> WHAT TO PRODUCE: Go through the material underneath and show every line where the string "impl" occurs.

> GIVEN RECORDS:

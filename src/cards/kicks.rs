use std::fmt::{Display, Formatter, Result};

/// tiebreaker rank bits not already captured by the Ranking's own rank fields.
/// higher bits == higher ranks, so comparing the raw mask as an integer already
/// gives the correct kicker ordering (derive(Ord) falls out for free).
#[derive(Debug, Clone, Copy, Hash, Eq, PartialEq, PartialOrd, Ord)]
pub struct Kickers(u16);

impl From<u16> for Kickers {
    fn from(mask: u16) -> Self {
        Self(mask)
    }
}
impl From<Kickers> for u16 {
    fn from(k: Kickers) -> Self {
        k.0
    }
}

impl Display for Kickers {
    fn fmt(&self, f: &mut Formatter) -> Result {
        write!(f, "{:013b}", self.0)
    }
}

> YOUR SOLUTION:
impl From<u16> for Kickers {
impl From<Kickers> for u16 {
impl Display for Kickers {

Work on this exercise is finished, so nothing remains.